Intanto che ascolto, vi racconto chi sono gli Starslugs. Nati poco più di cinque anni fa in Abruzzo, sono semplicemente un duo (che si definisce Punk-Noise) composto da Danilo “Felix” Di Feliciantonio e Pierluigi Cacciatore, ai quali si aggiunge un batterista che viene dal passato chiamato drum machine Roland TR707 (il suo nome preciso sarà strettamente legato alla musica, come poi vedremo). Scrivono i pezzi nella lingua di Poe e Bukowski e la cosa è un bene (anche se i puristi, fascisti, nazionalisti magari, non la penseranno cosi) perché è il modo migliore di applicare la voce a questo tipo di suono in frantumi. La voce è come la tecnica e la bravura applicate a un qualsiasi strumento. Un chitarrista nel suonare mette insieme le sue capacità con la chitarra che preferisce per il tipo di suono che emette. Cosi chi canta, mette insieme le sue doti con lo strumento, rappresentato nel qual caso, dalla lingua scelta. Ogni lingua come ogni chitarra può essere più o meno adatta a un certo tipo di musica.

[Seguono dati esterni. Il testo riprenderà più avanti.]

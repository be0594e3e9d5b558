//! View-state layer - windowing, derived columns and rows, toolbar, export
//!
//! Everything here is derived from the table state and the row collection; nothing
//! in this layer is authoritative or persisted.
//!
//! # Module Structure
//!
//! - `types`: Core newtypes (RowHeight)
//! - `window`: VirtualWindow - row windowing with overscan and spacers
//! - `columns`: EffectiveColumns - ordered visible columns with synthetic leaders
//! - `rows`: local filter / sort / paginate derivation
//! - `toolbar`: ToolbarModel - snapshot of the control surface
//! - `export`: ExportDocument - CSV / JSON export

pub mod columns;
pub mod export;
pub mod rows;
pub mod toolbar;
pub mod types;
pub mod window;

pub use columns::{derive_columns, ColumnFlags, EffectiveColumn, EffectiveColumns};
pub use export::{ExportDocument, ExportFormat, ExportScope};
pub use rows::{derive_rows, DerivedRows};
pub use toolbar::{ColumnMenuItem, ToolbarFlags, ToolbarModel};
pub use types::{InvalidRowHeight, RowHeight};
pub use window::{compute_window, VirtualWindow};
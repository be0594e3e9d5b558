//! Sort specification.

use super::identifiers::ColumnKey;
use serde::{Deserialize, Serialize};
use std::fmt;

/// Sort direction.
#[derive(Debug, Clone, Copy, PartialEq, Eq, Hash, Default, Serialize, Deserialize)]
#[serde(rename_all = "lowercase")]
pub enum SortDirection {
    /// Smallest first.
    #[default]
    Asc,
    /// Largest first.
    Desc,
}

impl SortDirection {
    /// The other direction.
    pub fn toggled(self) -> Self {
        match self {
            Self::Asc => Self::Desc,
            Self::Desc => Self::Asc,
        }
    }

    /// Header indicator glyph.
    pub fn arrow(self) -> &'static str {
        match self {
            Self::Asc => "▲",
            Self::Desc => "▼",
        }
    }
}

impl fmt::Display for SortDirection {
    fn fmt(&self, f: &mut fmt::Formatter<'_>) -> fmt::Result {
        match self {
            Self::Asc => f.write_str("asc"),
            Self::Desc => f.write_str("desc"),
        }
    }
}

/// Active sort: one column and a direction.
#[derive(Debug, Clone, PartialEq, Eq, Hash, Serialize, Deserialize)]
pub struct SortSpec {
    /// Column being sorted.
    pub key: ColumnKey,
    /// Direction.
    pub direction: SortDirection,
}

impl SortSpec {
    /// Ascending sort on `key`.
    pub fn asc(key: ColumnKey) -> Self {
        Self {
            key,
            direction: SortDirection::Asc,
        }
    }

    /// Descending sort on `key`.
    pub fn desc(key: ColumnKey) -> Self {
        Self {
            key,
            direction: SortDirection::Desc,
        }
    }
}

/// Sort after a header click on `key`.
///
/// A new column starts ascending; clicking the active column flips direction.
/// There is no unsorted third state.
pub fn next_sort(current: Option<&SortSpec>, key: &ColumnKey) -> SortSpec {
    match current {
        Some(active) if &active.key == key => SortSpec {
            key: key.clone(),
            direction: active.direction.toggled(),
        },
        _ => SortSpec::asc(key.clone()),
    }
}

Ho finito di ascoltare il disco e lo riascolto ancora e ancora. Nel brano iniziale “Body Hammer” entra subito in scena la Drum Machine e lo fa in un modo che adoro. Martellate ossessive, ripetitive, lineari, quasi marziali preparano l’ingresso alle chitarre che sferragliano come motoseghe impazzite e alla voce che, per quanto possa essere lontana dal concetto platonico di bello assoluto, è perfetta nel suo trascinarsi contorta nello stile del grande Steve Albini. Ci siamo, ecco svelato il trucco. La presenza non della drum machine ma proprio di quella drum machine era un indizio troppo grande. Sull’opera degli Starslugs si staglia imponente l’ombra dei Big Black, la creatura Noise Rock, Post-Hardcore nata negli anni ottanta proprio dalla mente genialmente contorta di Steve. La sua creatura che più ho amato e apprezzato nel corso della mia vita. Aspettate, però, a giungere a conclusione. Non pensate di essere di fronte a una band di “copioni” che volevano provare a fregare un pubblico magari ignorante in materia. La storia è un’altra.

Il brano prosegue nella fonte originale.